_Dataset extract_
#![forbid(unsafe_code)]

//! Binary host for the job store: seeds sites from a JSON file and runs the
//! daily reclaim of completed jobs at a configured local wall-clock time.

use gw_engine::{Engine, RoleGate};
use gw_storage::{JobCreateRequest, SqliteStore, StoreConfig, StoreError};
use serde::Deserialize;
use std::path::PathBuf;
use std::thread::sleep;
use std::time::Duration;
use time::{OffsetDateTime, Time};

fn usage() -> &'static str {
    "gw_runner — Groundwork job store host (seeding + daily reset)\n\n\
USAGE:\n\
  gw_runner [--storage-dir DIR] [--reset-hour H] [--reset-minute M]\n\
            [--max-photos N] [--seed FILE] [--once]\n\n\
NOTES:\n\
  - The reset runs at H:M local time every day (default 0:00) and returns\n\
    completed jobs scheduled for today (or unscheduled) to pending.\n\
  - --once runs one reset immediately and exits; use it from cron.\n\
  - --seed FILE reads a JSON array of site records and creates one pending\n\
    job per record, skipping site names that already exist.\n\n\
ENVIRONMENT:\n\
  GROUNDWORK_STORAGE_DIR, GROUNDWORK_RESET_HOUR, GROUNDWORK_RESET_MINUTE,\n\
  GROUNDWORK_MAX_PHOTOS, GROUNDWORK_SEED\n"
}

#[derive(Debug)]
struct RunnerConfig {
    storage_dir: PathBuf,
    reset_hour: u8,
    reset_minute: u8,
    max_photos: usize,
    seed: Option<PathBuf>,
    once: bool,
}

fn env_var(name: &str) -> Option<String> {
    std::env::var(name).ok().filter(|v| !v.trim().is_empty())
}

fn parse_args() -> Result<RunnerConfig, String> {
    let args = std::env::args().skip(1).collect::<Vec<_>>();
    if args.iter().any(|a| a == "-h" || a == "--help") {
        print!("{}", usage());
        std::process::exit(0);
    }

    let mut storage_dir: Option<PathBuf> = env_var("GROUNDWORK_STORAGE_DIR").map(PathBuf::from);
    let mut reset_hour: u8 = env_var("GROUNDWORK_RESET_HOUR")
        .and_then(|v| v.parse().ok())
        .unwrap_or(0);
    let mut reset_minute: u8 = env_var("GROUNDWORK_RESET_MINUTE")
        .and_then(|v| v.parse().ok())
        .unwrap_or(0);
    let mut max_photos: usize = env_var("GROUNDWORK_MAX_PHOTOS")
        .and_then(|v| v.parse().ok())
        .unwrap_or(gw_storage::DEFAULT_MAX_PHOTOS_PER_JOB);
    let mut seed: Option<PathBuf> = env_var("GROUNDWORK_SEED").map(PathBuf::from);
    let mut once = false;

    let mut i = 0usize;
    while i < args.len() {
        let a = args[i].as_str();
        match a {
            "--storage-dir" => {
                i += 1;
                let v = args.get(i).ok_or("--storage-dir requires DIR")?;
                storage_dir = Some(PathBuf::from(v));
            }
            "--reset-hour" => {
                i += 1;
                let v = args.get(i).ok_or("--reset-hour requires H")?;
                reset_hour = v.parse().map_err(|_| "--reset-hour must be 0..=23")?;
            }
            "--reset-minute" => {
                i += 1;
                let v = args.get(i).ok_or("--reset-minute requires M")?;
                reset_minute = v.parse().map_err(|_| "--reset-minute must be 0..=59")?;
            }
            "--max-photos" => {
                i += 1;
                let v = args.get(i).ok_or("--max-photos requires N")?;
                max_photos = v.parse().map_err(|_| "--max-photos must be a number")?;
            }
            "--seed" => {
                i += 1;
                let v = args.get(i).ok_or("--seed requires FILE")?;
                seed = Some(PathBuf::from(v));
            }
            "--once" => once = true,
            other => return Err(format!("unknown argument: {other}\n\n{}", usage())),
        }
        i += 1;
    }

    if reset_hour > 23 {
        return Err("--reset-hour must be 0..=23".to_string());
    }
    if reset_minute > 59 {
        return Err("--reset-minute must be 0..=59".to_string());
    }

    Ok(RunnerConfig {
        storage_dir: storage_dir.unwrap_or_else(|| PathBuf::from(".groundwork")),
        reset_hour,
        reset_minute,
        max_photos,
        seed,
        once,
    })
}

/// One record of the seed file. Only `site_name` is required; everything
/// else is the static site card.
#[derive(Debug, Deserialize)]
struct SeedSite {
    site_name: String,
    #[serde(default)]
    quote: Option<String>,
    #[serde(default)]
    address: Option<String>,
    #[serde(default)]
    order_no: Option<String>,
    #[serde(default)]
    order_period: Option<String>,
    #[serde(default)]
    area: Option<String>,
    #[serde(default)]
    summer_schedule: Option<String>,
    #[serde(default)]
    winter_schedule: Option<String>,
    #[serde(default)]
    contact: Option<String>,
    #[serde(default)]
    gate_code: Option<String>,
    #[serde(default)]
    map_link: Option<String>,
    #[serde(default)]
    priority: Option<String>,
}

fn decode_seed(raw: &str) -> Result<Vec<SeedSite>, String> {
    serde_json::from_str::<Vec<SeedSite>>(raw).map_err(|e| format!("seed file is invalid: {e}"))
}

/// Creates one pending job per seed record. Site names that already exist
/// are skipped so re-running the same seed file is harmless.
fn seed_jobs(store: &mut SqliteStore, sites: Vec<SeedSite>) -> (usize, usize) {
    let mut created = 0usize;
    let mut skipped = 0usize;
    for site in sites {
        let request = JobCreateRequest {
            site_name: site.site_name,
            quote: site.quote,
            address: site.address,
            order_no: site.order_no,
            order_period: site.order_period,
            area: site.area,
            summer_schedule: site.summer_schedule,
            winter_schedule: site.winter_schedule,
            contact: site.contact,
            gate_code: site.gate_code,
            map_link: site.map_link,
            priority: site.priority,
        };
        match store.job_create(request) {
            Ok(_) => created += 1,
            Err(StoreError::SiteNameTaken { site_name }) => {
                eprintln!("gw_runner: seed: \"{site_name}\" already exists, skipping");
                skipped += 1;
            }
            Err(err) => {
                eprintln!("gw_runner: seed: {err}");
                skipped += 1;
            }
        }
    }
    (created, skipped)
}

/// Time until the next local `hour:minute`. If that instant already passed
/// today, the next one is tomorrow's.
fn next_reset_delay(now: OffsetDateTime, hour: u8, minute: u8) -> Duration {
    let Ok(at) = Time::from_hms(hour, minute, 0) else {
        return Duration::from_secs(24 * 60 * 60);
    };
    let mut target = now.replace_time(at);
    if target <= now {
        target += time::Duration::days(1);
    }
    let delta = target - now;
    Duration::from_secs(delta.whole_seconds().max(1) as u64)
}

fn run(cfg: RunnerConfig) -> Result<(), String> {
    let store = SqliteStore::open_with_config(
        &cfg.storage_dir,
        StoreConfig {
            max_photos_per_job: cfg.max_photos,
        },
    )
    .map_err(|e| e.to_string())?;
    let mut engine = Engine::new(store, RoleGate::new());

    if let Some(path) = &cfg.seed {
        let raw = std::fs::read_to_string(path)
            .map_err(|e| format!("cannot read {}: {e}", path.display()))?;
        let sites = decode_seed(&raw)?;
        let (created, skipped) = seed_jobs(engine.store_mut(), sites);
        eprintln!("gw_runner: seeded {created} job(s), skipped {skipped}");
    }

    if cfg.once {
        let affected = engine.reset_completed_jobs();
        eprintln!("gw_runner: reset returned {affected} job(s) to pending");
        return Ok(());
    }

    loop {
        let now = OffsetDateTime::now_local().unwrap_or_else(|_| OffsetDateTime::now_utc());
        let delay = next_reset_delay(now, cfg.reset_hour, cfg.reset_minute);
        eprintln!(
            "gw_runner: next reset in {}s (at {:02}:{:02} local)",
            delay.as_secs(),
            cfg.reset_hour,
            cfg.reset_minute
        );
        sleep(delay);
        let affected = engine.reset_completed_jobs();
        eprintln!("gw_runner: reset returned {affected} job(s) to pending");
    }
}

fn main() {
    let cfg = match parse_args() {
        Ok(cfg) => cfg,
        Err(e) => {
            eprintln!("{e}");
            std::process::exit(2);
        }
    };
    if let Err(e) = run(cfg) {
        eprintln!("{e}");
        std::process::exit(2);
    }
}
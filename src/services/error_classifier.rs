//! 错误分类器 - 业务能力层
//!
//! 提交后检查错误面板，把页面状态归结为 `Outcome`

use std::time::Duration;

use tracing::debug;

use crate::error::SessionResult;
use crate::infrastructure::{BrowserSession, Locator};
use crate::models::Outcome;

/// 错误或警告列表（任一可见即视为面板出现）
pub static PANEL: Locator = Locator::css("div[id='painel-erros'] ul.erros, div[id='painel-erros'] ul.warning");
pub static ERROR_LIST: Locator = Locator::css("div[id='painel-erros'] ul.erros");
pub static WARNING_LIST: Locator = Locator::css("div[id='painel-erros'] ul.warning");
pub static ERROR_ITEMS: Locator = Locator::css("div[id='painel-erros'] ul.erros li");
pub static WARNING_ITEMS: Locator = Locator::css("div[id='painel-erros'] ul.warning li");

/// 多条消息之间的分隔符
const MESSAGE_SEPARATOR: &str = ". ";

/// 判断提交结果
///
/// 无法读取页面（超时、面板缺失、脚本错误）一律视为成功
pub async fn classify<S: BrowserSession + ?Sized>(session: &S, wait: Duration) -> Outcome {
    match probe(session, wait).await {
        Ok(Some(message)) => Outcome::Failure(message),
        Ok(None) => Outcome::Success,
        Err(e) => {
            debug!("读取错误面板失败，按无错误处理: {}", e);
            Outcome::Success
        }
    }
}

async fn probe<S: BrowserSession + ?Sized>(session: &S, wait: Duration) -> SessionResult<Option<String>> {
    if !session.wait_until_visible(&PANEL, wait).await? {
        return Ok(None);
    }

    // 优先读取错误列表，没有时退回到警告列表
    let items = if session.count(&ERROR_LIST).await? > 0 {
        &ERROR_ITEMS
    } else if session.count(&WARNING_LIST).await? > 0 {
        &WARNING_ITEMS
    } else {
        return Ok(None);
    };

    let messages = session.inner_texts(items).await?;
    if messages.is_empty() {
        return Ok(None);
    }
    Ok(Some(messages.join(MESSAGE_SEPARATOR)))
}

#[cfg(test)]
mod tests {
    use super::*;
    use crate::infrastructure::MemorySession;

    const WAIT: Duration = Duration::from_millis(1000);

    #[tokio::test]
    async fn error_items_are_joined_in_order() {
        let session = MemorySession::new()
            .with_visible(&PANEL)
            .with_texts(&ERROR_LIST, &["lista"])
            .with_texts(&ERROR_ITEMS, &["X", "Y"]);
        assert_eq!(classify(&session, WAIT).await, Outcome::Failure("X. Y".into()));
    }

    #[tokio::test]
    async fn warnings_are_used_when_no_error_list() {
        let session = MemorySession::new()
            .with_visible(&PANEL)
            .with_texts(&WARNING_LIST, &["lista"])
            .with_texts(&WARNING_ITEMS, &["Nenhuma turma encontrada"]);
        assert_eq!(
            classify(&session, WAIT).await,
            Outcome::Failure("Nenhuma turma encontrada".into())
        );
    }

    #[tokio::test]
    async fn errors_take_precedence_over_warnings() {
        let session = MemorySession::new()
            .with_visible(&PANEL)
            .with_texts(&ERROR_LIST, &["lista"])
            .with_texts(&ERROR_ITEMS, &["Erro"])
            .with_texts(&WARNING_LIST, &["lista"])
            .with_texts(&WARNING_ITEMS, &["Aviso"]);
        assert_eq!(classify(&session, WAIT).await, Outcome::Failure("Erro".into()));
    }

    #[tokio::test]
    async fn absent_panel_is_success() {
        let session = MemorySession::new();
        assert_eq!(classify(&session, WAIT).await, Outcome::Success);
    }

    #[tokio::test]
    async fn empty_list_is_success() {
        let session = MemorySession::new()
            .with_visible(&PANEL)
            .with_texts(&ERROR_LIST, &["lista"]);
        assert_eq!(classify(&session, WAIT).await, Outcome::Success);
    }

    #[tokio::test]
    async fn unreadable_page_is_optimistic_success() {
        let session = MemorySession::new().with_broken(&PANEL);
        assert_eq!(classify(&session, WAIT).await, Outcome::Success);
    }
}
--
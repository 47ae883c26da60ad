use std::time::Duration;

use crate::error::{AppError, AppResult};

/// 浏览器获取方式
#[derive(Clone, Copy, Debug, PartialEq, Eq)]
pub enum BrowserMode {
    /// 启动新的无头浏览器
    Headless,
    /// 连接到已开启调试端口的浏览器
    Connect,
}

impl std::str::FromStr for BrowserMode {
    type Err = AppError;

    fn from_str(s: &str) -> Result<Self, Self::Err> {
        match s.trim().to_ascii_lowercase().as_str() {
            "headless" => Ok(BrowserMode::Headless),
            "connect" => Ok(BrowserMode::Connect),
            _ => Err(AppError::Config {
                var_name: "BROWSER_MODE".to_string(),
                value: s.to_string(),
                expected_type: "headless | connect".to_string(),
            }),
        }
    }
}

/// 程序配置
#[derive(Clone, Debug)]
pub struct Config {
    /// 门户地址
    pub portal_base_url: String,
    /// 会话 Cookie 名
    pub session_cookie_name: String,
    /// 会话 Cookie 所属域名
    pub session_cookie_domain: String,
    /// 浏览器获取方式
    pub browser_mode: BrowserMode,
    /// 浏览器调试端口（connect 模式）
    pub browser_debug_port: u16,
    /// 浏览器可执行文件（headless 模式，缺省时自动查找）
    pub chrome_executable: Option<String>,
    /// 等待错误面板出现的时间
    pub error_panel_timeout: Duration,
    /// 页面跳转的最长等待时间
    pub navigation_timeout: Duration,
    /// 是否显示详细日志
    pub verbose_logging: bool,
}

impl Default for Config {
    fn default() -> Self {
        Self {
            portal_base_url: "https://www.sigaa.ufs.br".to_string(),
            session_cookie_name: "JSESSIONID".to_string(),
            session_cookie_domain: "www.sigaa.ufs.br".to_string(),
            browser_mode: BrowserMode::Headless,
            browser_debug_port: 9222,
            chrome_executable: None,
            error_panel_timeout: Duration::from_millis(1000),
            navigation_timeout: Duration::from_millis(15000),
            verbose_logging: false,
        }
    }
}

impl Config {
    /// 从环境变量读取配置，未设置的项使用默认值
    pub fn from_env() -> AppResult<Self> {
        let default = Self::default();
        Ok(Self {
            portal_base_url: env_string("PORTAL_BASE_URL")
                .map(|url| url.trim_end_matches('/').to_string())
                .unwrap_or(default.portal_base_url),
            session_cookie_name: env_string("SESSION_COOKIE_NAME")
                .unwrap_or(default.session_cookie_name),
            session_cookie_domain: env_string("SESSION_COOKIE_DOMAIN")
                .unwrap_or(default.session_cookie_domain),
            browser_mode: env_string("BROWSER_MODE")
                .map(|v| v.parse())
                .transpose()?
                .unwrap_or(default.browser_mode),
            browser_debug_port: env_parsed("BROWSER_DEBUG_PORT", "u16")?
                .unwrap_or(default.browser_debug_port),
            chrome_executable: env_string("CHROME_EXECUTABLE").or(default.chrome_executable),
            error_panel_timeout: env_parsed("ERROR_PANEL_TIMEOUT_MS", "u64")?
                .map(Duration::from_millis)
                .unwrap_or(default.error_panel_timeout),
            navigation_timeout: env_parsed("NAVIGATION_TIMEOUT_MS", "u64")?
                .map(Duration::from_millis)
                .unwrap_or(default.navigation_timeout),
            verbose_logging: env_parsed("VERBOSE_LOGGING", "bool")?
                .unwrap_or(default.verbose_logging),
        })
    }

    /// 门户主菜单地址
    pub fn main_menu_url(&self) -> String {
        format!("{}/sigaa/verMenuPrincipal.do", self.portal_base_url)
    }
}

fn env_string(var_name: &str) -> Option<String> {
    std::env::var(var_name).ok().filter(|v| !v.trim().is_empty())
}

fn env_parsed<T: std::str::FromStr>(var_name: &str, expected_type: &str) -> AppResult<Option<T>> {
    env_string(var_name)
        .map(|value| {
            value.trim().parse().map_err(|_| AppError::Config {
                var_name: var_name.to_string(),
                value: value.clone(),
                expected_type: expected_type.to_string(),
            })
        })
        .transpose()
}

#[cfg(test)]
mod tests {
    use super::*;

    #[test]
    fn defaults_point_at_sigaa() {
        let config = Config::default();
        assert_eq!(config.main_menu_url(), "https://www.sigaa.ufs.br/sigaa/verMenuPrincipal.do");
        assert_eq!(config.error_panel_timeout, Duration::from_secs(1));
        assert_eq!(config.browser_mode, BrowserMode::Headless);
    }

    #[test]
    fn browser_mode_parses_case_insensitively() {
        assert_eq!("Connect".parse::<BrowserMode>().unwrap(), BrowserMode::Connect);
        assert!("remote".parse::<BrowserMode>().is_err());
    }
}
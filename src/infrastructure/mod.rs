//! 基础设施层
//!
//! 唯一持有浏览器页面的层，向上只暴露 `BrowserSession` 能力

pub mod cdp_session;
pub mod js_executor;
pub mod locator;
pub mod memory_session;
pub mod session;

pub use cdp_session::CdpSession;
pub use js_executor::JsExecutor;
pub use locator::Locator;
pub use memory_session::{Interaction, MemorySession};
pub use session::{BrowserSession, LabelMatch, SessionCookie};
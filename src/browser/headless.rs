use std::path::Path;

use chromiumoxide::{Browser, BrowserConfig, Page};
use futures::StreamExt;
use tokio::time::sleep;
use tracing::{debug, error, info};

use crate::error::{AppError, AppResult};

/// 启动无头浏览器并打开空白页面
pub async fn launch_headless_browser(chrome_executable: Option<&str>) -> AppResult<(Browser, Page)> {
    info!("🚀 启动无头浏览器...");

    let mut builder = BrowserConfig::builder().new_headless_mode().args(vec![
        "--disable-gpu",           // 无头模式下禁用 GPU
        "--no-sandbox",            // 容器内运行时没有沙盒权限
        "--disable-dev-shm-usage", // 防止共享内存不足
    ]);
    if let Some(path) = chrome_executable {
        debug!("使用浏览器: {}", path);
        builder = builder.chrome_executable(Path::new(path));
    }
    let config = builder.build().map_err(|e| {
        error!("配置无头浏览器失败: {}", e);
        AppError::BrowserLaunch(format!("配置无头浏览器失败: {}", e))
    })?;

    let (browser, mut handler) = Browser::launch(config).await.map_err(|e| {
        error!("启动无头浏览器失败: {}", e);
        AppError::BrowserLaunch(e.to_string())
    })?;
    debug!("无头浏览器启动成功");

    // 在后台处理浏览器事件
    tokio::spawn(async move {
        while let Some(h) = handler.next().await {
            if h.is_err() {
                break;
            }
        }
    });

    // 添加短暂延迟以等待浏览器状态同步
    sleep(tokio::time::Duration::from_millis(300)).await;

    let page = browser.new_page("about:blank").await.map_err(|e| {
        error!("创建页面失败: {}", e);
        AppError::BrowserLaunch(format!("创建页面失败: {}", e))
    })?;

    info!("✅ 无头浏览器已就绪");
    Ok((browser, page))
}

_Exercise aim_
Read the lines above. Gather those in which the string "JobCreateRequest" is found.

_Result of this exercise_
use gw_storage::{JobCreateRequest, SqliteStore, StoreConfig, StoreError};
        let request = JobCreateRequest {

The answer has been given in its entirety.